REQUIRED WORK: Write out once more the lines running from the top of the entries below to the line with "pub const TRANSACTION_ID: IeSpec", both ends included.

Saved entries
>>>
// ============================================================================
// IE contract entries
// ============================================================================

pub mod ie {
    use super::IeSpec;
    use ogs_asn1c::f1ap::types::{Criticality::*, ProtocolIeId as Id};

    pub const TRANSACTION_ID: IeSpec =
        IeSpec::mandatory(Id::TRANSACTION_ID, "TransactionID", Reject);
    pub const CAUSE: IeSpec = IeSpec::mandatory(Id::CAUSE, "Cause", Ignore);
    /// Cause as carried by Error Indication
    pub const CAUSE_OPTIONAL: IeSpec = IeSpec::optional(Id::CAUSE, "Cause", Ignore);
    pub const RESET_TYPE: IeSpec = IeSpec::mandatory(Id::RESET_TYPE, "ResetType", Reject);
    pub const TIME_TO_WAIT: IeSpec = IeSpec::optional(Id::TIME_TO_WAIT, "TimeToWait", Ignore);
    pub const CRITICALITY_DIAGNOSTICS: IeSpec =
        IeSpec::optional(Id::CRITICALITY_DIAGNOSTICS, "CriticalityDiagnostics", Ignore);

    pub const GNB_DU_ID: IeSpec = IeSpec::mandatory(Id::GNB_DU_ID, "gNB-DU-ID", Reject);
    /// gNB-DU-ID as carried by gNB-DU Configuration Update
    pub const GNB_DU_ID_OPTIONAL: IeSpec = IeSpec::optional(Id::GNB_DU_ID, "gNB-DU-ID", Reject);
    pub const GNB_DU_NAME: IeSpec = IeSpec::optional(Id::GNB_DU_NAME, "gNB-DU-Name", Ignore);
    pub const GNB_DU_SERVED_CELLS_LIST: IeSpec =
        IeSpec::optional(Id::GNB_DU_SERVED_CELLS_LIST, "gNB-DU-Served-Cells-List", Reject);
    pub const GNB_DU_RRC_VERSION: IeSpec =
        IeSpec::mandatory(Id::GNB_DU_RRC_VERSION, "GNB-DU-RRC-Version", Reject);

    pub const GNB_CU_NAME: IeSpec = IeSpec::optional(Id::GNB_CU_NAME, "gNB-CU-Name", Ignore);
    pub const CELLS_TO_BE_ACTIVATED_LIST: IeSpec =
        IeSpec::mandatory(Id::CELLS_TO_BE_ACTIVATED_LIST, "Cells-to-be-Activated-List", Reject);
    pub const GNB_CU_RRC_VERSION: IeSpec =
        IeSpec::optional(Id::GNB_CU_RRC_VERSION, "GNB-CU-RRC-Version", Reject);

    pub const SERVED_CELLS_TO_ADD_LIST: IeSpec =
        IeSpec::optional(Id::SERVED_CELLS_TO_ADD_LIST, "Served-Cells-To-Add-List", Reject);
    pub const SERVED_CELLS_TO_MODIFY_LIST: IeSpec =
        IeSpec::optional(Id::SERVED_CELLS_TO_MODIFY_LIST, "Served-Cells-To-Modify-List", Reject);
    pub const SERVED_CELLS_TO_DELETE_LIST: IeSpec =
        IeSpec::optional(Id::SERVED_CELLS_TO_DELETE_LIST, "Served-Cells-To-Delete-List", Reject);
    pub const CELLS_FAILED_TO_BE_ACTIVATED_LIST: IeSpec = IeSpec::optional(
        Id::CELLS_FAILED_TO_BE_ACTIVATED_LIST,
        "Cells-Failed-to-be-Activated-List",
        Reject,
    );

    // List items (ProtocolIE-SingleContainer)
    pub const GNB_DU_SERVED_CELLS_ITEM: IeSpec =
        IeSpec::mandatory(Id::GNB_DU_SERVED_CELLS_ITEM, "GNB-DU-Served-Cells-Item", Reject);
    pub const CELLS_TO_BE_ACTIVATED_ITEM: IeSpec = IeSpec::mandatory(
        Id::CELLS_TO_BE_ACTIVATED_LIST_ITEM,
        "Cells-to-be-Activated-List-Item",
        Reject,
    );
    pub const SERVED_CELLS_TO_ADD_ITEM: IeSpec =
        IeSpec::mandatory(Id::SERVED_CELLS_TO_ADD_ITEM, "Served-Cells-To-Add-Item", Reject);
    pub const SERVED_CELLS_TO_MODIFY_ITEM: IeSpec =
        IeSpec::mandatory(Id::SERVED_CELLS_TO_MODIFY_ITEM, "Served-Cells-To-Modify-Item", Reject);
    pub const SERVED_CELLS_TO_DELETE_ITEM: IeSpec =
        IeSpec::mandatory(Id::SERVED_CELLS_TO_DELETE_ITEM, "Served-Cells-To-Delete-Item", Reject);
    pub const CELLS_FAILED_TO_BE_ACTIVATED_ITEM: IeSpec = IeSpec::mandatory(
        Id::CELLS_FAILED_TO_BE_ACTIVATED_LIST_ITEM,
        "Cells-Failed-to-be-Activated-List-Item",
        Reject,
    );
    pub const UE_ASSOCIATED_LOGICAL_F1_CONNECTION_ITEM: IeSpec = IeSpec::mandatory(
        Id::UE_ASSOCIATED_LOGICAL_F1_CONNECTION_ITEM,
        "UE-associatedLogicalF1-ConnectionItem",
        Reject,
    );

    // Extensions
    pub const GNB_CU_SYSTEM_INFORMATION: IeSpec =
        IeSpec::optional(Id::GNB_CU_SYSTEM_INFORMATION, "gNB-CUSystemInformation", Reject);
    pub const TAI_SLICE_SUPPORT_LIST: IeSpec =
        IeSpec::optional(Id::TAI_SLICE_SUPPORT_LIST, "TAISliceSupportList", Ignore);
    pub const LATEST_RRC_VERSION_ENHANCED: IeSpec =
        IeSpec::optional(Id::LATEST_RRC_VERSION_ENHANCED, "latest-RRC-Version-Enhanced", Ignore);
}

// ============================================================================
// Procedure message contracts
// ============================================================================

pub const RESET: ProcedureContract = ProcedureContract {
    name: "Reset",
    procedure_code: ProcedureCode::RESET,
    kind: MessageKind::InitiatingMessage,
    criticality: Reject,
    ies: &[ie::TRANSACTION_ID, ie::CAUSE, ie::RESET_TYPE],
};

pub const RESET_ACKNOWLEDGE: ProcedureContract = ProcedureContract {
    name: "ResetAcknowledge",
    procedure_code: ProcedureCode::RESET,
    kind: MessageKind::SuccessfulOutcome,
    criticality: Reject,
    ies: &[ie::TRANSACTION_ID, ie::CRITICALITY_DIAGNOSTICS],
};

pub const F1_SETUP_REQUEST: ProcedureContract = ProcedureContract {
    name: "F1SetupRequest",
    procedure_code: ProcedureCode::F1_SETUP,
    kind: MessageKind::InitiatingMessage,
    criticality: Reject,
    ies: &[
        ie::TRANSACTION_ID,
        ie::GNB_DU_ID,
        ie::GNB_DU_NAME,
        ie::GNB_DU_SERVED_CELLS_LIST,
        ie::GNB_DU_RRC_VERSION,
    ],
};

pub const F1_SETUP_RESPONSE: ProcedureContract = ProcedureContract {
    name: "F1SetupResponse",
    procedure_code: ProcedureCode::F1_SETUP,
    kind: MessageKind::SuccessfulOutcome,
    criticality: Reject,
    ies: &[
        ie::TRANSACTION_ID,
        ie::GNB_CU_NAME,
        ie::CELLS_TO_BE_ACTIVATED_LIST,
        ie::GNB_CU_RRC_VERSION,
    ],
};

pub const F1_SETUP_FAILURE: ProcedureContract = ProcedureContract {
    name: "F1SetupFailure",
    procedure_code: ProcedureCode::F1_SETUP,
    kind: MessageKind::UnsuccessfulOutcome,
    criticality: Reject,
    ies: &[
        ie::TRANSACTION_ID,
        ie::CAUSE,
        ie::TIME_TO_WAIT,
        ie::CRITICALITY_DIAGNOSTICS,
    ],
};

pub const GNB_DU_CONFIGURATION_UPDATE: ProcedureContract = ProcedureContract {
    name: "GNBDUConfigurationUpdate",
    procedure_code: ProcedureCode::GNB_DU_CONFIGURATION_UPDATE,
    kind: MessageKind::InitiatingMessage,
    criticality: Reject,
    ies: &[
        ie::TRANSACTION_ID,
        ie::SERVED_CELLS_TO_ADD_LIST,
        ie::SERVED_CELLS_TO_MODIFY_LIST,
        ie::SERVED_CELLS_TO_DELETE_LIST,
        ie::GNB_DU_ID_OPTIONAL,
    ],
};

pub const GNB_CU_CONFIGURATION_UPDATE: ProcedureContract = ProcedureContract {
    name: "GNBCUConfigurationUpdate",
    procedure_code: ProcedureCode::GNB_CU_CONFIGURATION_UPDATE,
    kind: MessageKind::InitiatingMessage,
    criticality: Reject,
    ies: &[ie::TRANSACTION_ID, ie::CELLS_TO_BE_ACTIVATED_LIST],
};

pub const GNB_CU_CONFIGURATION_UPDATE_ACKNOWLEDGE: ProcedureContract = ProcedureContract {
    name: "GNBCUConfigurationUpdateAcknowledge",
    procedure_code: ProcedureCode::GNB_CU_CONFIGURATION_UPDATE,
    kind: MessageKind::SuccessfulOutcome,
    criticality: Reject,
    ies: &[ie::TRANSACTION_ID, ie::CELLS_FAILED_TO_BE_ACTIVATED_LIST],
};

pub const GNB_CU_CONFIGURATION_UPDATE_FAILURE: ProcedureContract = ProcedureContract {
    name: "GNBCUConfigurationUpdateFailure",
    procedure_code: ProcedureCode::GNB_CU_CONFIGURATION_UPDATE,
    kind: MessageKind::UnsuccessfulOutcome,
    criticality: Reject,
    ies: &[ie::TRANSACTION_ID, ie::CAUSE, ie::TIME_TO_WAIT],
};

pub const ERROR_INDICATION: ProcedureContract = ProcedureContract {
    name: "ErrorIndication",
    procedure_code: ProcedureCode::ERROR_INDICATION,
    kind: MessageKind::InitiatingMessage,
    criticality: Ignore,
    ies: &[
        ie::TRANSACTION_ID,
        ie::CAUSE_OPTIONAL,
        ie::CRITICALITY_DIAGNOSTICS,
    ],
};

#[cfg(test)]
mod tests {
    use super::*;

    fn field(id: ProtocolIeId, criticality: Criticality) -> ProtocolIeField {
        ProtocolIeField {
            id,
            criticality,
            value: vec![0x00, 0x01],
        }
    }

    #[test]
    fn test_extract_mandatory_missing() {
        let ies = ProtocolIeContainer::new();
        let err = extract(&ies, &ie::TRANSACTION_ID).unwrap_err();
        assert!(matches!(
            err,
            F1apError::MissingMandatoryIe {
                ie_name: "TransactionID",
                ie_id: 78
            }
        ));
    }

    #[test]
    fn test_extract_optional_missing() {
        let ies = ProtocolIeContainer::new();
        assert!(extract(&ies, &ie::TIME_TO_WAIT).unwrap().is_none());
    }

    #[test]
    fn test_extract_criticality_mismatch() {
        let mut ies = ProtocolIeContainer::new();
        ies.push(field(ProtocolIeId::TRANSACTION_ID, Criticality::Ignore));
        let err = extract(&ies, &ie::TRANSACTION_ID).unwrap_err();
        assert!(matches!(
            err,
            F1apError::CriticalityMismatch {
                expected: Criticality::Reject,
                got: Criticality::Ignore,
                ..
            }
        ));
    }

    #[test]
    fn test_extract_first_match_wins() {
        let mut ies = ProtocolIeContainer::new();
        ies.push(field(ProtocolIeId::TRANSACTION_ID, Criticality::Reject));
        ies.push(field(ProtocolIeId::TRANSACTION_ID, Criticality::Ignore));
        assert!(extract(&ies, &ie::TRANSACTION_ID).unwrap().is_some());
    }

    #[test]
    fn test_require_optional_spec() {
        let ies = ProtocolIeContainer::new();
        assert!(matches!(
            require(&ies, &ie::GNB_CU_NAME),
            Err(F1apError::MissingMandatoryIe { ie_id: 82, .. })
        ));
    }

    #[test]
    fn test_classify_unknown_ie() {
        let err = F1_SETUP_RESPONSE
            .classify(&field(ProtocolIeId(9999), Criticality::Ignore))
            .unwrap_err();
        assert!(matches!(
            err,
            F1apError::UnsupportedIe {
                procedure: "F1SetupResponse",
                ie_id: 9999
            }
        ));
    }

    #[test]
    fn test_required() {
        assert_eq!(required(Some(3u8), &ie::TRANSACTION_ID).unwrap(), 3);
        assert!(matches!(
            required::<u8>(None, &ie::CELLS_TO_BE_ACTIVATED_LIST),
            Err(F1apError::MissingMandatoryIe { ie_id: 3, .. })
        ));
    }

    #[test]
    fn test_check_header() {
        let msg = Message {
            procedure_code: ProcedureCode::RESET,
            criticality: Criticality::Reject,
            value: ProtocolIeContainer::new(),
        };
        assert!(RESET.check_header(MessageKind::InitiatingMessage, &msg).is_ok());
        assert!(matches!(
            RESET.check_header(MessageKind::SuccessfulOutcome, &msg),
            Err(F1apError::UnexpectedMessageType { .. })
        ));
        assert!(matches!(
            F1_SETUP_RESPONSE.check_header(MessageKind::SuccessfulOutcome, &msg),
            Err(F1apError::UnexpectedProcedureCode {
                expected: 1,
                got: 0
            })
        ));

        let ignored = Message {
            criticality: Criticality::Ignore,
            ..msg
        };
        assert!(matches!(
            RESET.check_header(MessageKind::InitiatingMessage, &ignored),
            Err(F1apError::UnexpectedCriticality { .. })
        ));
    }
}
<<<
TASK SOLUTION:
// ============================================================================
// IE contract entries
// ============================================================================

pub mod ie {
    use super::IeSpec;
    use ogs_asn1c::f1ap::types::{Criticality::*, ProtocolIeId as Id};

    pub const TRANSACTION_ID: IeSpec =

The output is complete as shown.